REQUIRED WORK: Search the material below for the word "SetTexture" and copy every line in which it occurs.

DATA EXTRACTS:

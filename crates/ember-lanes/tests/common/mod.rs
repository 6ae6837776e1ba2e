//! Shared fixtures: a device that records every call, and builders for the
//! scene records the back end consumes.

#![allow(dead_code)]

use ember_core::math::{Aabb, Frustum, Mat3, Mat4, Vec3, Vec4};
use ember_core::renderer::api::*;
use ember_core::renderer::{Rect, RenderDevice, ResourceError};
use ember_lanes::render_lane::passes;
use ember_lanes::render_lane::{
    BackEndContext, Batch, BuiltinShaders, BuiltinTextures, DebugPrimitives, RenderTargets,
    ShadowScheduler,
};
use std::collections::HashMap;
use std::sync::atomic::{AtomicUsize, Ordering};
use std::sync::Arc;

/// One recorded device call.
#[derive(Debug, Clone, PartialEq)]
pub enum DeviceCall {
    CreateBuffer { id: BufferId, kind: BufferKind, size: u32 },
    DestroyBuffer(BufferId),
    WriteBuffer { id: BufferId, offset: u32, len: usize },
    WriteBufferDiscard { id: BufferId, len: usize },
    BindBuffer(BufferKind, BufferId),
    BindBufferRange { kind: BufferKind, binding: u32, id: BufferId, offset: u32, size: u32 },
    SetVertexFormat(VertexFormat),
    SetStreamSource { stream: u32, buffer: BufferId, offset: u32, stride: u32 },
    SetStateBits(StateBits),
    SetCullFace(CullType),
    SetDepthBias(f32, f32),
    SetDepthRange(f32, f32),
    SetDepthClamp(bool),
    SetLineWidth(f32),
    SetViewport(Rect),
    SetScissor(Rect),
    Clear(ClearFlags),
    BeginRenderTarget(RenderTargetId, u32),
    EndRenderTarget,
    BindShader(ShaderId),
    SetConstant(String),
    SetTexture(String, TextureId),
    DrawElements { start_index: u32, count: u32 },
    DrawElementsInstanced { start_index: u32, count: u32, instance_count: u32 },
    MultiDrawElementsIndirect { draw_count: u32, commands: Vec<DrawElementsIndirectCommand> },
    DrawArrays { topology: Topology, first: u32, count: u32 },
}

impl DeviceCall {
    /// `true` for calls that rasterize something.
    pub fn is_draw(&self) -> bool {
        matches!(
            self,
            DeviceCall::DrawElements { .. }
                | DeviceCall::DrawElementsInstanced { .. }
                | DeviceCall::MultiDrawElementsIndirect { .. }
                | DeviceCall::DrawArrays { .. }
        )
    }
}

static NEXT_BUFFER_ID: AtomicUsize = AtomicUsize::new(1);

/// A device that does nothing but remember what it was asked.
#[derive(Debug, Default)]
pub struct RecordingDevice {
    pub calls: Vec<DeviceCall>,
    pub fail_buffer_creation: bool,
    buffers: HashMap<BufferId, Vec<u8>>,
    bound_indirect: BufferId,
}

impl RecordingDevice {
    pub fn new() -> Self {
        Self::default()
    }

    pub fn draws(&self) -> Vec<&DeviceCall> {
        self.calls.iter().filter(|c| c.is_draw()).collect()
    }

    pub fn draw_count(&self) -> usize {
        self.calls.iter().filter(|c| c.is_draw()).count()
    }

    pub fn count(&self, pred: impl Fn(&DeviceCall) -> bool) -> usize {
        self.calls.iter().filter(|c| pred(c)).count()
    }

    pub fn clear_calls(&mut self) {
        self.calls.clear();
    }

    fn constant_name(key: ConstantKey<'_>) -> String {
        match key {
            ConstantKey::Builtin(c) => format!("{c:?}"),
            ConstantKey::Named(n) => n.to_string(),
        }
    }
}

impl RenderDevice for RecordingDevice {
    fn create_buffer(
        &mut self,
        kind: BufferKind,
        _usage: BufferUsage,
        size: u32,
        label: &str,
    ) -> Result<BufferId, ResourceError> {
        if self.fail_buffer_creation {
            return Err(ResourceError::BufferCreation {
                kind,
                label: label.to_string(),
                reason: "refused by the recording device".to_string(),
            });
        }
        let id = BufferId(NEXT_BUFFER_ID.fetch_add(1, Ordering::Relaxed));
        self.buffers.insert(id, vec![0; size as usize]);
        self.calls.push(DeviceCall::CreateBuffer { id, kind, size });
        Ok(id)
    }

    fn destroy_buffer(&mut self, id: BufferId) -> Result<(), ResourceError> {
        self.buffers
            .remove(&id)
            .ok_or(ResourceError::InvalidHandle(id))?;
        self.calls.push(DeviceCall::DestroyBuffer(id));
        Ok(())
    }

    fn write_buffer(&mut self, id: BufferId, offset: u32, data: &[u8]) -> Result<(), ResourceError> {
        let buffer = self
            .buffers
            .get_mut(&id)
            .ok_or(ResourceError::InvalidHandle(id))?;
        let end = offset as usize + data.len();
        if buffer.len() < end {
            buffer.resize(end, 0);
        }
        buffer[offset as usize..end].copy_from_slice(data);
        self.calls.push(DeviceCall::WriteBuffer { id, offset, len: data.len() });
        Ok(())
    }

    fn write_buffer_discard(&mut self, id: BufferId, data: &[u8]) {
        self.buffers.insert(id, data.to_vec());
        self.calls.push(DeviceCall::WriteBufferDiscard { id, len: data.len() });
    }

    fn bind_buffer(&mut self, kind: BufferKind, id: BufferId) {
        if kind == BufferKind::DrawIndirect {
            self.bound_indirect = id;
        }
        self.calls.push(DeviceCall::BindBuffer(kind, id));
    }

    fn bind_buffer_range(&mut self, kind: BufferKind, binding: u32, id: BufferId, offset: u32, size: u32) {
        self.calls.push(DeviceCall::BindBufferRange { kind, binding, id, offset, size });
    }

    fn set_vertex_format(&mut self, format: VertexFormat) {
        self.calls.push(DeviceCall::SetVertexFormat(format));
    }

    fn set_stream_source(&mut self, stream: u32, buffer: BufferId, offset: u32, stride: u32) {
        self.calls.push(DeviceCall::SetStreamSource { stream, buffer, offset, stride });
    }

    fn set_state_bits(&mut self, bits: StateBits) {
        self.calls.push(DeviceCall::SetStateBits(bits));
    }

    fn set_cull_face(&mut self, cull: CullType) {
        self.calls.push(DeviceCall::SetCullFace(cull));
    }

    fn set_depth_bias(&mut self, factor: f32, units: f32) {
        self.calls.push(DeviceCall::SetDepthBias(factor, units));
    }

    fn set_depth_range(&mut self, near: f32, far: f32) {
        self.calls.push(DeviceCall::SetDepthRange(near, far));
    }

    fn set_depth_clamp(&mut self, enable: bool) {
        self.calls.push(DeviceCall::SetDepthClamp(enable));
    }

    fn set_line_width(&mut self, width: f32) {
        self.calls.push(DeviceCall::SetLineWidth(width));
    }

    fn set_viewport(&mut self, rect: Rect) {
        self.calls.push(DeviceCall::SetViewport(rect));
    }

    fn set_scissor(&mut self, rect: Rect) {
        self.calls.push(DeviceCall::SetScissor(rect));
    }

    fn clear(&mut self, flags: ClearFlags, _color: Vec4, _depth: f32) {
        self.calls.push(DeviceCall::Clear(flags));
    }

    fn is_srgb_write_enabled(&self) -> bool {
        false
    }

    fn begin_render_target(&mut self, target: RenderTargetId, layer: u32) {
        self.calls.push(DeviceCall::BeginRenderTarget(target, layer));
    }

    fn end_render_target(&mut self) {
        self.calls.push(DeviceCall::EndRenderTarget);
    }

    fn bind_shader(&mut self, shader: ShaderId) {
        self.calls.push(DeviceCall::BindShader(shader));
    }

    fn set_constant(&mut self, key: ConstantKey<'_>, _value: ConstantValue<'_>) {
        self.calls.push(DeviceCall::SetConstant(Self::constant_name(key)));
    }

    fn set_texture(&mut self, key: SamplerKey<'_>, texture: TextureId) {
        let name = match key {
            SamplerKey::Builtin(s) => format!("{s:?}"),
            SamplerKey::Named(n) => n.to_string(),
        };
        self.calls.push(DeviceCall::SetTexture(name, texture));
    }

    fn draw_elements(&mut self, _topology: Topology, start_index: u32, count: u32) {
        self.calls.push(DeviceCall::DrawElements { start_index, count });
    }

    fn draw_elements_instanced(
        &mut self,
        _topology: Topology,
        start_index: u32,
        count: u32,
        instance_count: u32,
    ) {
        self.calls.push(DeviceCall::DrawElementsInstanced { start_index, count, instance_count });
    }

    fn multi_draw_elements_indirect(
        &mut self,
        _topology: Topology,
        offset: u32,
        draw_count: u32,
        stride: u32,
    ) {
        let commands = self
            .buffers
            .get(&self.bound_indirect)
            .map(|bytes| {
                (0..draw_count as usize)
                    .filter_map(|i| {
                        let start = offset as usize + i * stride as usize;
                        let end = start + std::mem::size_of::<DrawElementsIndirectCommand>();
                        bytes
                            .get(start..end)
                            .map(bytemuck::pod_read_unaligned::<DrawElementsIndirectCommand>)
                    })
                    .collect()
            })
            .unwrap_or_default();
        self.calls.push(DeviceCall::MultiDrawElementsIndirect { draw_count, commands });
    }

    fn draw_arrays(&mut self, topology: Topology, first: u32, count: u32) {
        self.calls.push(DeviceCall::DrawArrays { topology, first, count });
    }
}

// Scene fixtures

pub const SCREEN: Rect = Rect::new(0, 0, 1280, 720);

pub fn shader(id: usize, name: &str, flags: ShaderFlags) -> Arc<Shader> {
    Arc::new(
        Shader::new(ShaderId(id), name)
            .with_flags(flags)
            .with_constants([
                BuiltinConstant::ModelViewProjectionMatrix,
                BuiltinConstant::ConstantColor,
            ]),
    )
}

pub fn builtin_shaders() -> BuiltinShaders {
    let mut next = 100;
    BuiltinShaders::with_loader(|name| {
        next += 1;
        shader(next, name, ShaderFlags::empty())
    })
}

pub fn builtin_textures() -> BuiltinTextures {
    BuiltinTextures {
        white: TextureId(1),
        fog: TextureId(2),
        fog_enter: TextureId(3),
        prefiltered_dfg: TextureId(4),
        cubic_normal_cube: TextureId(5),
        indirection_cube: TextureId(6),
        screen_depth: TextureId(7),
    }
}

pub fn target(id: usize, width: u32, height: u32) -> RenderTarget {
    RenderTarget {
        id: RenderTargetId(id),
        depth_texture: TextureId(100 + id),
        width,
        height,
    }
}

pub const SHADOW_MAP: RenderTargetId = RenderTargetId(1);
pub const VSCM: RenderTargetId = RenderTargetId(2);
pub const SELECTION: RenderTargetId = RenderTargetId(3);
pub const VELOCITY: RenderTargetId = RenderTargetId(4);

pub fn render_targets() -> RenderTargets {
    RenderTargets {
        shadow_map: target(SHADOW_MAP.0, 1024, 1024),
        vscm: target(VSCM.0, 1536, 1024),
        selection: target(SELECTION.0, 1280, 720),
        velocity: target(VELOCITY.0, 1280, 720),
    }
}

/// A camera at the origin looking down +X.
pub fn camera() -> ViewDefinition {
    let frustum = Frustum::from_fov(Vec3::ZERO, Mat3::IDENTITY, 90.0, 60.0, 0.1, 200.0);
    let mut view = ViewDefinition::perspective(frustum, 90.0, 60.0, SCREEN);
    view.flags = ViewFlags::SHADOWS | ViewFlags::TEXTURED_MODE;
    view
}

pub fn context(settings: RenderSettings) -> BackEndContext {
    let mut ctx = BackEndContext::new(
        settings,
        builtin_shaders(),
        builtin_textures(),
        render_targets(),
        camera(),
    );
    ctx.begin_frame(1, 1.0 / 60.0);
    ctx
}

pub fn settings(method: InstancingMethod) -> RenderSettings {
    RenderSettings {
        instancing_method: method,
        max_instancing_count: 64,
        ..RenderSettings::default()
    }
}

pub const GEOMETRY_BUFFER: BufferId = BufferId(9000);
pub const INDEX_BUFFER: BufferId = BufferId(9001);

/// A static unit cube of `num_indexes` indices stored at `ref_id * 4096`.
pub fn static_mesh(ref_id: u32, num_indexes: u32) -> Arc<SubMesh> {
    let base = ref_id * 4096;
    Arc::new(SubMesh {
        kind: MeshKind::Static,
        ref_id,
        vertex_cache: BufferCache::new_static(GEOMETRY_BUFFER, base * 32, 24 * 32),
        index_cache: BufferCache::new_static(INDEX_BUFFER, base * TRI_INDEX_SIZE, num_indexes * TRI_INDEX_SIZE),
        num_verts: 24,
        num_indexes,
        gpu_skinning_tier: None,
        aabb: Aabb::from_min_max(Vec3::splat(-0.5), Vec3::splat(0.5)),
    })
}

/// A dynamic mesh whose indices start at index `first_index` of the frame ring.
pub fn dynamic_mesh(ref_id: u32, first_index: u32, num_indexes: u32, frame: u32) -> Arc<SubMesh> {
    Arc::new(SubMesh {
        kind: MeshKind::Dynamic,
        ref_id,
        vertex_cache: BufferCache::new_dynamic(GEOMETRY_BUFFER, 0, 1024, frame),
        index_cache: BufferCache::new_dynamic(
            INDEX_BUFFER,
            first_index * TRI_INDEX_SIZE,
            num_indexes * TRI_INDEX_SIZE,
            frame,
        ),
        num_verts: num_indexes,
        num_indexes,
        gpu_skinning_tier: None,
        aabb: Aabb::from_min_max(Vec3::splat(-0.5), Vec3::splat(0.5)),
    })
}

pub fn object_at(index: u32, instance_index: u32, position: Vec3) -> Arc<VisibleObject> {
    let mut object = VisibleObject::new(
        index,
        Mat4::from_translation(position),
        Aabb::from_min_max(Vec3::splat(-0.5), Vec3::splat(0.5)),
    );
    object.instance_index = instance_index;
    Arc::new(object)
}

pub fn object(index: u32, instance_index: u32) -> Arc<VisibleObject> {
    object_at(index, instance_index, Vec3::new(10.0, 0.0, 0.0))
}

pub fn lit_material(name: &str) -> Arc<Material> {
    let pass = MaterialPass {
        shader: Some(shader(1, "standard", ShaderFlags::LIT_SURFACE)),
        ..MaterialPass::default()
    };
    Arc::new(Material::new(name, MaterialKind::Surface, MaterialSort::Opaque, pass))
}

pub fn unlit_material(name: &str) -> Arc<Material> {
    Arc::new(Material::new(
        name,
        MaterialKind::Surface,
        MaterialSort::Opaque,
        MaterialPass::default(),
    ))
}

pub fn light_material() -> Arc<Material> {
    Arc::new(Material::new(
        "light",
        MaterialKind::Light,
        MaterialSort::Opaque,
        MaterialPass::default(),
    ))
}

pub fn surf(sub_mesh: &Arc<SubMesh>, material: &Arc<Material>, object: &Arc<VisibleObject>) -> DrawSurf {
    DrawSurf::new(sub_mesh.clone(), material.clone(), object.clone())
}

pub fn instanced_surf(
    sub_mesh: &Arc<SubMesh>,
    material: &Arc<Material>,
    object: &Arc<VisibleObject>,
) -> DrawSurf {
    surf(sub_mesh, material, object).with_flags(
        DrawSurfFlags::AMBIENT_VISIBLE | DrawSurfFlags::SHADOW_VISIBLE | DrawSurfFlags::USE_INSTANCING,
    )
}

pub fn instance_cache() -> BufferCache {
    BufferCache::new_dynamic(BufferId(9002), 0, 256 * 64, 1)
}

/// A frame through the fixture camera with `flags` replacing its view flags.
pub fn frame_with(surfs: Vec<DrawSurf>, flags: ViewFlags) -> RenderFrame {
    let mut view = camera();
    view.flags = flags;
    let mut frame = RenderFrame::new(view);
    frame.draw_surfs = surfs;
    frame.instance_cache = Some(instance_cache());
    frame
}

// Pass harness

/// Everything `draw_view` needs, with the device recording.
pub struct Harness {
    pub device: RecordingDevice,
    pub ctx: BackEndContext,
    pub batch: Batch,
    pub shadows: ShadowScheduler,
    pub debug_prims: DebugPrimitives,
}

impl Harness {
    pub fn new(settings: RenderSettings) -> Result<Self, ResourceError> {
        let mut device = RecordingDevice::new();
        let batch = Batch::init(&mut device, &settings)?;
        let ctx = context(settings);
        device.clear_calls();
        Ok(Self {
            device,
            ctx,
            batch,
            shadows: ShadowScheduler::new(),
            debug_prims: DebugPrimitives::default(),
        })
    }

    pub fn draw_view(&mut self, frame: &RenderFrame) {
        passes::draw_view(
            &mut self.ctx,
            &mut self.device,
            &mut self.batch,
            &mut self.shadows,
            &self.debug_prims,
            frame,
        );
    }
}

WRITTEN ANSWER:
    SetTexture(String, TextureId),
        self.calls.push(DeviceCall::SetTexture(name, texture));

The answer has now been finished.